The expected output is exactly the lines below, starting at the line with "pub fn write_file(path: &Path, data: &[u8])" and ending at the line with "pub fn format_bytes(bytes: usize)", both included; no other line belongs in it.

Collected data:
Start of Block

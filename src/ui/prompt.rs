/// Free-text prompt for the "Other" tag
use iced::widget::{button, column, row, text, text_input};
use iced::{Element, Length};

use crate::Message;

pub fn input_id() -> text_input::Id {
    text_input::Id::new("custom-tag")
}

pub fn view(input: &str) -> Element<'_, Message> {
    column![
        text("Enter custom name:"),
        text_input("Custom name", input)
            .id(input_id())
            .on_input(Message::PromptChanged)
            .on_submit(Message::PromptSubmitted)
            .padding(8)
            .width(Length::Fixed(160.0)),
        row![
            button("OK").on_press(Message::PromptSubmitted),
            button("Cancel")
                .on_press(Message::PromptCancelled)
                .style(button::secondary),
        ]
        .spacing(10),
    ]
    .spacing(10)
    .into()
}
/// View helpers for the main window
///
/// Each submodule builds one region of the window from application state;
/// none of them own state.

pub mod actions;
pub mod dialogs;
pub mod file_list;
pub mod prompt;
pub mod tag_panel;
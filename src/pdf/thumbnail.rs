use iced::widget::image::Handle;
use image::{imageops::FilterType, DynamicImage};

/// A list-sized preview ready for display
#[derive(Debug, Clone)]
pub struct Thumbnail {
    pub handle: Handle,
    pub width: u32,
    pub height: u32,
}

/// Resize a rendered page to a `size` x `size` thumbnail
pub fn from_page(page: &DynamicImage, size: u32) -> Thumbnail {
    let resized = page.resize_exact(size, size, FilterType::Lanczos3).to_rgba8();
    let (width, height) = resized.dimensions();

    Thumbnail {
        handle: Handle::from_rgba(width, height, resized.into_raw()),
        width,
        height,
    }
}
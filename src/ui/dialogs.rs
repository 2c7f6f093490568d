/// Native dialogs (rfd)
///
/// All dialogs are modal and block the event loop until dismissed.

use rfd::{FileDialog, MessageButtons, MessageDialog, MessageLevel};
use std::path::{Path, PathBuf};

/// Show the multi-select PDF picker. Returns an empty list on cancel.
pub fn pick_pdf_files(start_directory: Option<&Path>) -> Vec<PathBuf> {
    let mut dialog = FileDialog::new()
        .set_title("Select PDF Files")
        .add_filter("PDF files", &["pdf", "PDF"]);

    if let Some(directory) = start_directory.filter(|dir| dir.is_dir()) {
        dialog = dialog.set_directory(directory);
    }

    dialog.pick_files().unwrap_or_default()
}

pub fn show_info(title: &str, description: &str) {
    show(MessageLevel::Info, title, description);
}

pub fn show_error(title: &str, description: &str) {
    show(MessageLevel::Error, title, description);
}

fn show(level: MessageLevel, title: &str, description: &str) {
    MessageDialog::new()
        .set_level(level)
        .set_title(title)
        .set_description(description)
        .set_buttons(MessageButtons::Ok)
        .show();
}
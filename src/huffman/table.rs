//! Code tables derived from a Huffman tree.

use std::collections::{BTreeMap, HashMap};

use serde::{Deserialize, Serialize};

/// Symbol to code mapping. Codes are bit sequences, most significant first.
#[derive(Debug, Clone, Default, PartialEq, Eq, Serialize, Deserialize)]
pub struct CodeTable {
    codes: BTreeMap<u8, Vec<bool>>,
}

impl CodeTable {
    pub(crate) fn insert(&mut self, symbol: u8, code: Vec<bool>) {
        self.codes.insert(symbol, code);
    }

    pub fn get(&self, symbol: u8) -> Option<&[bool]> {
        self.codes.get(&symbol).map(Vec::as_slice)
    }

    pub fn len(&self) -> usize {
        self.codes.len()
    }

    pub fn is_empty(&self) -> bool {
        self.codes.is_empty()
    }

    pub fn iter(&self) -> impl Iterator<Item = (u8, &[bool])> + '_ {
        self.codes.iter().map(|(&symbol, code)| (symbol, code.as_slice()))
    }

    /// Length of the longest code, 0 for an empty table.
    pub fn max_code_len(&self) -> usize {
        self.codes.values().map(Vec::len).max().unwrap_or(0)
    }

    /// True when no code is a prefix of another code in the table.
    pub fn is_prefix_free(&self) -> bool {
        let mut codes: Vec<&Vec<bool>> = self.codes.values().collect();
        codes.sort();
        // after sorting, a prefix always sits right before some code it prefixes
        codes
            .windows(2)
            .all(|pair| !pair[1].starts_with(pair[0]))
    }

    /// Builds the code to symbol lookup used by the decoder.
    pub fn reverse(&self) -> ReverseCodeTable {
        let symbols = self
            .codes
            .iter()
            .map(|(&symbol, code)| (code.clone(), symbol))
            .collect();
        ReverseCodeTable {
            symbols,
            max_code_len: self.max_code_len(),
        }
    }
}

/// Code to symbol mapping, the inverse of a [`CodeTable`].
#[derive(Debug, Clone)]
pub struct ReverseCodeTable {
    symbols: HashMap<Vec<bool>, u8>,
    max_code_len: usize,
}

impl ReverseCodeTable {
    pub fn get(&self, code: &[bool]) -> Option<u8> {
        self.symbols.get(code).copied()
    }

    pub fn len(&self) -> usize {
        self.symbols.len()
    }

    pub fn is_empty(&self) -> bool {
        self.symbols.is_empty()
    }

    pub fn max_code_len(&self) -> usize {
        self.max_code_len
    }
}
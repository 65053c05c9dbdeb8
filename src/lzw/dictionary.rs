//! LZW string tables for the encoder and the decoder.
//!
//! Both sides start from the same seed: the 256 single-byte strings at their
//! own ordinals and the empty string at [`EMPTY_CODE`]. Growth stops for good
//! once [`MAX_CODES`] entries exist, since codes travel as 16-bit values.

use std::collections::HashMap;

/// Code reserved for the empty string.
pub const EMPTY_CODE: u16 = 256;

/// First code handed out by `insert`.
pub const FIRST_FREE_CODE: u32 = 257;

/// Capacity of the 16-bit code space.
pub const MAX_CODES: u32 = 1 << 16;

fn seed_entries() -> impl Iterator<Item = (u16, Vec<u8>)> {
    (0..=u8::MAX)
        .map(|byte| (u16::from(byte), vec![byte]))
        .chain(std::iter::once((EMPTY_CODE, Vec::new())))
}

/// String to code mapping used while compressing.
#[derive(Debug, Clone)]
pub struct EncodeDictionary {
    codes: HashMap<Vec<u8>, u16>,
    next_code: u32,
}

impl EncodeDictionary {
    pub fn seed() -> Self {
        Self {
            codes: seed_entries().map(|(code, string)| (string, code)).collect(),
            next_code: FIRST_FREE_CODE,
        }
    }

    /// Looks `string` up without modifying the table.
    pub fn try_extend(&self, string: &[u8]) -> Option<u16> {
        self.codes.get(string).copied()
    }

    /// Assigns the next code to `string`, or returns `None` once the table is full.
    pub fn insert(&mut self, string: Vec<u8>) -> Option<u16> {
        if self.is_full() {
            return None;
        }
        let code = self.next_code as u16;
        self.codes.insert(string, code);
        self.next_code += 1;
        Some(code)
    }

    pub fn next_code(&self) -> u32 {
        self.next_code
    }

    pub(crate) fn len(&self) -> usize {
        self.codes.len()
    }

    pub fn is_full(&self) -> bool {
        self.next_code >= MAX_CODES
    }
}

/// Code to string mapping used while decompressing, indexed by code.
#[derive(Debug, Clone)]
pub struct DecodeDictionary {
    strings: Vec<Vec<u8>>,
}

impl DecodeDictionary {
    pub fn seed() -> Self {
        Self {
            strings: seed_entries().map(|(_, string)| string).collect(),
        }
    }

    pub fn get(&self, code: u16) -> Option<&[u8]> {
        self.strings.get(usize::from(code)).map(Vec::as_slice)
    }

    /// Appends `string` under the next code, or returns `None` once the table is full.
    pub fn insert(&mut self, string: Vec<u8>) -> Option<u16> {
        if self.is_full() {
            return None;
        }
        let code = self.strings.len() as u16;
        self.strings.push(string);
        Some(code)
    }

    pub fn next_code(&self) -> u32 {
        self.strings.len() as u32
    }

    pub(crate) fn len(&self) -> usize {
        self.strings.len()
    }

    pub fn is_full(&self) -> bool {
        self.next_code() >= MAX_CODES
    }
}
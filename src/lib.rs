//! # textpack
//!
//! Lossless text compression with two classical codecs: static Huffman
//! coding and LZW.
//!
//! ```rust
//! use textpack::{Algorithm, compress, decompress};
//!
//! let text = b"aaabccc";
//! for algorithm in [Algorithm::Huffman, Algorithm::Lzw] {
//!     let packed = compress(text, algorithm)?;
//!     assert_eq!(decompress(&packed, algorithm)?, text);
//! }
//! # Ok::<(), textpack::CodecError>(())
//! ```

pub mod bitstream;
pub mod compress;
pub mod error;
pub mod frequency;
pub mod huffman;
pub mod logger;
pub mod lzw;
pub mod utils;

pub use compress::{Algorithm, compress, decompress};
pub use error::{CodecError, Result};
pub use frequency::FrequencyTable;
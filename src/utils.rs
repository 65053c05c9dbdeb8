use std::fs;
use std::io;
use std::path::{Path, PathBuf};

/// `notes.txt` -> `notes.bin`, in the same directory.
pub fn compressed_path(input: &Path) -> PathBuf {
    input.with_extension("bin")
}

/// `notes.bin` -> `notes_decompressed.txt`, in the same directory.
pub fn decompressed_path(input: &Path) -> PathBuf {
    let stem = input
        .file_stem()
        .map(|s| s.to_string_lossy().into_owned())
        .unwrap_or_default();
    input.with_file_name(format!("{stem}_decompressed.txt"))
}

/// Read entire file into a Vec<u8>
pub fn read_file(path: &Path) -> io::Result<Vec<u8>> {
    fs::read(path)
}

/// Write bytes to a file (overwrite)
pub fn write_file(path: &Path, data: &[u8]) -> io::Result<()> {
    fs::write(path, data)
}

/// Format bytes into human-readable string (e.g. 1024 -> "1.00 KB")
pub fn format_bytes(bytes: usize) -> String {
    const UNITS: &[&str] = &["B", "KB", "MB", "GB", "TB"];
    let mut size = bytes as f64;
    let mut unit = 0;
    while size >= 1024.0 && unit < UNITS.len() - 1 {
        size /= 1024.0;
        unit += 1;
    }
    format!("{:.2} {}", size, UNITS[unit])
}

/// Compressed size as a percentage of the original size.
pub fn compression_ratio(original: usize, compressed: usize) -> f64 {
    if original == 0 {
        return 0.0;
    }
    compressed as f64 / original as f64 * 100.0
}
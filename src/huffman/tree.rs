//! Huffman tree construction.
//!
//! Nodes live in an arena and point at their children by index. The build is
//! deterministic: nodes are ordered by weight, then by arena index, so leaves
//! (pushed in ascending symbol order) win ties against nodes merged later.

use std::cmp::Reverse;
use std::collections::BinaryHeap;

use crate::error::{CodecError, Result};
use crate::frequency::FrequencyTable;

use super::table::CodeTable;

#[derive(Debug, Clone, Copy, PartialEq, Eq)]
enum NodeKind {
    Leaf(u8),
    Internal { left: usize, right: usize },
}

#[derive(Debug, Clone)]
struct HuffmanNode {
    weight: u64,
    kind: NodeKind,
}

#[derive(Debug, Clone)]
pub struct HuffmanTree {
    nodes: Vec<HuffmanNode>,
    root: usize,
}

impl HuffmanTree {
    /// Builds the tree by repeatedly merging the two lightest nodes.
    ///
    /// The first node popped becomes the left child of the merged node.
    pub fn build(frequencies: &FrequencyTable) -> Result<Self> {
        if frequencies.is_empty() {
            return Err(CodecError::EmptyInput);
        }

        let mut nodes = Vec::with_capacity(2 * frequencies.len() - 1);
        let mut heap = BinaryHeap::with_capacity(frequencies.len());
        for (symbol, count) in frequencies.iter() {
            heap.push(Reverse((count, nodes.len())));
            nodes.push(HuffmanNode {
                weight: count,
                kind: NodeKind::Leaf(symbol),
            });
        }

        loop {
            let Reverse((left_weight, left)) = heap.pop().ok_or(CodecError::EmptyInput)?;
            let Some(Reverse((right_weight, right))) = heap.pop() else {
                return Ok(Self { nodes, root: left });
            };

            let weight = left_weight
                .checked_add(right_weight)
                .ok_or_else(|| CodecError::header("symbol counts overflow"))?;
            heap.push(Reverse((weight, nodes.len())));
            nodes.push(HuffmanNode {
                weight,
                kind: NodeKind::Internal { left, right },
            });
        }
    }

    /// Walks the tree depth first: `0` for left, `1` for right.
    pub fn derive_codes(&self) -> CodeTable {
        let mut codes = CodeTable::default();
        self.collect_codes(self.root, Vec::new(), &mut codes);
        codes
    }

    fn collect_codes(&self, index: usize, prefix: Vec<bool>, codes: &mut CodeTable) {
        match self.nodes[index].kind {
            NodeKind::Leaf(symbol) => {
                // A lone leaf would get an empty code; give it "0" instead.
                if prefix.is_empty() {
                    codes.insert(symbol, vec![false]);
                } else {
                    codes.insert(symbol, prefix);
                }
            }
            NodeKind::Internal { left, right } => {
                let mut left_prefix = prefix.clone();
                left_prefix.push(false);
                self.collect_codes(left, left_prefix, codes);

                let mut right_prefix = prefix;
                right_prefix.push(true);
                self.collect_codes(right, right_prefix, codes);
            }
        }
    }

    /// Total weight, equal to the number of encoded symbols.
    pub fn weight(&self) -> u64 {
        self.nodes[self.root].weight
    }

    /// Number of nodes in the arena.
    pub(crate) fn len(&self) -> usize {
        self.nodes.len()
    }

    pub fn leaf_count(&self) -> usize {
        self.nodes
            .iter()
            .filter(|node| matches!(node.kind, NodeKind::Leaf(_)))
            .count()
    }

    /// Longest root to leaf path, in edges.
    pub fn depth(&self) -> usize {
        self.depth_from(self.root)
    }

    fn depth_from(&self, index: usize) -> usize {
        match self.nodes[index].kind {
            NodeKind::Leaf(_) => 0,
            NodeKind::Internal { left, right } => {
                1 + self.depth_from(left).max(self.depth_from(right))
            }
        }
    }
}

End of Block
Start of Block

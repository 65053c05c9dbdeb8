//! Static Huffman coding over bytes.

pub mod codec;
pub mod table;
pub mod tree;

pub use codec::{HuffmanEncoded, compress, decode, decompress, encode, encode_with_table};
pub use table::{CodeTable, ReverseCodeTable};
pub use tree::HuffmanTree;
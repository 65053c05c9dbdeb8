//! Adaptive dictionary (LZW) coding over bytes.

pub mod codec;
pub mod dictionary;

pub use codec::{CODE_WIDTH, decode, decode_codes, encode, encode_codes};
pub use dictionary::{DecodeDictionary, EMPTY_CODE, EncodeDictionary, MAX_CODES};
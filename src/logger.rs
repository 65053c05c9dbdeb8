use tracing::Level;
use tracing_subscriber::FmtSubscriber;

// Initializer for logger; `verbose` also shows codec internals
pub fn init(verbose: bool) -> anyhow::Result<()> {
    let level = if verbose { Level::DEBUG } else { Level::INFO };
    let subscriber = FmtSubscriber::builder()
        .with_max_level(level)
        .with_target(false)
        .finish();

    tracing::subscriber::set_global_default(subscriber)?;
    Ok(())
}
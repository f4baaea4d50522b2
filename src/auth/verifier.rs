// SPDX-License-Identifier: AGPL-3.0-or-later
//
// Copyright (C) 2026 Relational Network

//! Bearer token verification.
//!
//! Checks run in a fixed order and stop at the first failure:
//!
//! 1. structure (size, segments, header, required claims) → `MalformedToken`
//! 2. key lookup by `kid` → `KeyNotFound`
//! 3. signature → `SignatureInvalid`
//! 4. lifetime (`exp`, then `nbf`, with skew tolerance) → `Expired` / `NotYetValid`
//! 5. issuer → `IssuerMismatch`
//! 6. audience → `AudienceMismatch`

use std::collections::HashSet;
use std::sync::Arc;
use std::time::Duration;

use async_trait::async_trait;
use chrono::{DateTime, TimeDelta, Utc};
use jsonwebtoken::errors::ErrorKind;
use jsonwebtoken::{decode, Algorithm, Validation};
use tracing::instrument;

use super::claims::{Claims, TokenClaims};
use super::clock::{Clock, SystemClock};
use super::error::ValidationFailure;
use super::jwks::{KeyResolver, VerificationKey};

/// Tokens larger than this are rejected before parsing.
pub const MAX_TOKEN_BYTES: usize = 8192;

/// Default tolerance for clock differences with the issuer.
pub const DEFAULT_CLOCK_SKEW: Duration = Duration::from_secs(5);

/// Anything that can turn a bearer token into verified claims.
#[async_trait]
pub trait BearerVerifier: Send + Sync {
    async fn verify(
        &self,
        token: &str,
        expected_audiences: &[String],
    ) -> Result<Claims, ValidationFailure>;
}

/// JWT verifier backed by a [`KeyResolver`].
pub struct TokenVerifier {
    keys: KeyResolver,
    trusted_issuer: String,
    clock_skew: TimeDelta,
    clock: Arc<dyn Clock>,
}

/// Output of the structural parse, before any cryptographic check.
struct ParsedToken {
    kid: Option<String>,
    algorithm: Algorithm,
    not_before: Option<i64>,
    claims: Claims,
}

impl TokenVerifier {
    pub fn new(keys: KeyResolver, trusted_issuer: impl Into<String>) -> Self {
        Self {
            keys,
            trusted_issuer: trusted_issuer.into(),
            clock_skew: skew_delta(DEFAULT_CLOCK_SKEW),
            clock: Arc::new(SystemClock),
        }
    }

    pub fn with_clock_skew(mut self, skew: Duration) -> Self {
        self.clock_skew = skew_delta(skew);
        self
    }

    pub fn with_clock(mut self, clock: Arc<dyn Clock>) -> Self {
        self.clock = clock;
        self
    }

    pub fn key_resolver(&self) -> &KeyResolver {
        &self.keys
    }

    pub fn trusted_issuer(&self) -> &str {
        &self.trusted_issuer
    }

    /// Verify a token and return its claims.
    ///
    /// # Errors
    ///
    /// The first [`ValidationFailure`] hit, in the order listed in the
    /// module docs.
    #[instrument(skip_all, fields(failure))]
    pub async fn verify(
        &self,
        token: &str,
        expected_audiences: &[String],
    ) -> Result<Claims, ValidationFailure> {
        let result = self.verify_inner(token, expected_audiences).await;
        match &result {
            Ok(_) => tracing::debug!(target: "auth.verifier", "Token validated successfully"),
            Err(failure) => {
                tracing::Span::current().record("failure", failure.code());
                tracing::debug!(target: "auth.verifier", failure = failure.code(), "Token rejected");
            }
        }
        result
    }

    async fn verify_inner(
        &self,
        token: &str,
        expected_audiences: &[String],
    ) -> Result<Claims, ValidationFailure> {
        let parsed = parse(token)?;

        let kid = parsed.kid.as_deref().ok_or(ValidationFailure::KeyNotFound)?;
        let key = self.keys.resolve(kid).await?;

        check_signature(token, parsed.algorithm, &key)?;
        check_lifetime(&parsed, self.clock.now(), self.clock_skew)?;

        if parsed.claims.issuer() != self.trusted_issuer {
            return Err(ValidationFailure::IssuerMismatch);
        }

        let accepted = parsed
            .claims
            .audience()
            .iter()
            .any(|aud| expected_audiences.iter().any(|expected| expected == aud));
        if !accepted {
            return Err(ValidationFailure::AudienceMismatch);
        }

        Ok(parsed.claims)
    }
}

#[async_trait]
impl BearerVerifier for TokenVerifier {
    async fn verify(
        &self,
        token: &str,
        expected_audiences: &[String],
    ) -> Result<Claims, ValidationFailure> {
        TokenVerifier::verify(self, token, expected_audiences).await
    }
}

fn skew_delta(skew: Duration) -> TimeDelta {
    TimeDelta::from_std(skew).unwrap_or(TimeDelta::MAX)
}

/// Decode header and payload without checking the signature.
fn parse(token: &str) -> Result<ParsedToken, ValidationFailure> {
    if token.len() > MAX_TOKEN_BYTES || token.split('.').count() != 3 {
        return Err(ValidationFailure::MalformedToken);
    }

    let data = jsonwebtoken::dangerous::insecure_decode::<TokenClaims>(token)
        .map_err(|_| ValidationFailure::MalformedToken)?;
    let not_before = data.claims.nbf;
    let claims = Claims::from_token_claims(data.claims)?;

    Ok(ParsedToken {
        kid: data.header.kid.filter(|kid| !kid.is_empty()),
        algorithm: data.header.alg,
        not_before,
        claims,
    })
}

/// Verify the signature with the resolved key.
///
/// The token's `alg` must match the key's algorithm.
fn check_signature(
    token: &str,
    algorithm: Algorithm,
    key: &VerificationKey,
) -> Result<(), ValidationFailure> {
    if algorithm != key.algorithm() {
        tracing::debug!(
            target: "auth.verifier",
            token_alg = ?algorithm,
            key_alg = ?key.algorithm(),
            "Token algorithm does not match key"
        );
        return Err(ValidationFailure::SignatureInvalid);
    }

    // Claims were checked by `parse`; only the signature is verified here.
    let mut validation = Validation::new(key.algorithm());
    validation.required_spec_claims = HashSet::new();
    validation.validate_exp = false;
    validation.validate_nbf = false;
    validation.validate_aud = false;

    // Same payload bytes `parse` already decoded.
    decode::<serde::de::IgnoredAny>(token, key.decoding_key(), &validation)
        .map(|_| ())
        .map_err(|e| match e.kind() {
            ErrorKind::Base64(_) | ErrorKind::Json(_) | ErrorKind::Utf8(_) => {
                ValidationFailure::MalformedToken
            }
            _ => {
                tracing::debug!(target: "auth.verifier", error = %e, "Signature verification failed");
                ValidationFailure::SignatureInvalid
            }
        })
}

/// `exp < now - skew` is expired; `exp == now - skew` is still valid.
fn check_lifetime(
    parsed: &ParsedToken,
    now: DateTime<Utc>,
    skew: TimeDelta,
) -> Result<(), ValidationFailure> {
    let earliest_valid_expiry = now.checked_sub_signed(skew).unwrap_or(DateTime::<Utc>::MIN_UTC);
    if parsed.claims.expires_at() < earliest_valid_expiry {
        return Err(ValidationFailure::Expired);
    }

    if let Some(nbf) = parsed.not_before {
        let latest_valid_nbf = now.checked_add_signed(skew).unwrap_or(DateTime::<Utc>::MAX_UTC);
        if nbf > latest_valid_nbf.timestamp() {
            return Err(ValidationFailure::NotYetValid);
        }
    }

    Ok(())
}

End of Block

■ **TASK RESPONSE**:
pub fn write_file(path: &Path, data: &[u8]) -> io::Result<()> {
    fs::write(path, data)
}

/// Format bytes into human-readable string (e.g. 1024 -> "1.00 KB")
pub fn format_bytes(bytes: usize) -> String {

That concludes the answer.